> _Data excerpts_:
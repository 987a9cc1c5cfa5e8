//! Projection Paths
//!
//! Stores and shared handles never copy the state they view. A child store or
//! a projected handle instead carries an explicit path from the owning value
//! down to the piece it exposes:
//!
//! - a [`Lens`] focuses a parent *state* on one of its fields;
//! - a [`CasePath`] relates a parent *action* enum to one of its cases.
//!
//! Both carry a [`PathId`]. Stores memoize child scopes by the pair of ids,
//! so two paths built separately for the same field must compare equal.
//! The [`lens!`](crate::lens) and [`case!`](crate::case) macros build named
//! paths whose ids depend only on the field path and the types involved.

mod case;
mod id;
mod lens;

pub use case::CasePath;
pub use id::PathId;
pub use lens::Lens;

/// Build a named [`Lens`] from a type and a field path.
///
/// ```rust
/// use tether_core::lens;
///
/// struct Settings { volume: u8 }
/// struct App { settings: Settings }
///
/// let volume = lens!(App => settings.volume);
/// let app = App { settings: Settings { volume: 3 } };
/// assert_eq!(*volume.get(&app), 3);
/// ```
#[macro_export]
macro_rules! lens {
    ($root:ty => $($field:ident).+) => {
        $crate::path::Lens::<$root, _>::named(
            stringify!($($field).+),
            |root: &$root| &root.$($field).+,
            |root: &mut $root| &mut root.$($field).+,
        )
    };
}

/// Build a named [`CasePath`] from a tuple variant with one field.
///
/// ```rust
/// use tether_core::case;
///
/// enum Action { Counter(i32), Reset }
///
/// let counter = case!(Action::Counter);
/// assert_eq!(counter.extract(Action::Counter(4)), Some(4));
/// assert_eq!(counter.extract(Action::Reset), None);
/// ```
#[macro_export]
macro_rules! case {
    ($($variant:ident)::+) => {
        $crate::path::CasePath::named(
            stringify!($($variant)::+),
            |action| match action {
                $($variant)::+(value) => Some(value),
                #[allow(unreachable_patterns)]
                _ => None,
            },
            $($variant)::+,
        )
    };
}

> _What is expected_: Please give the number of lines in the data above where the word "None" appears, and nothing besides.

> _Your solution_: 2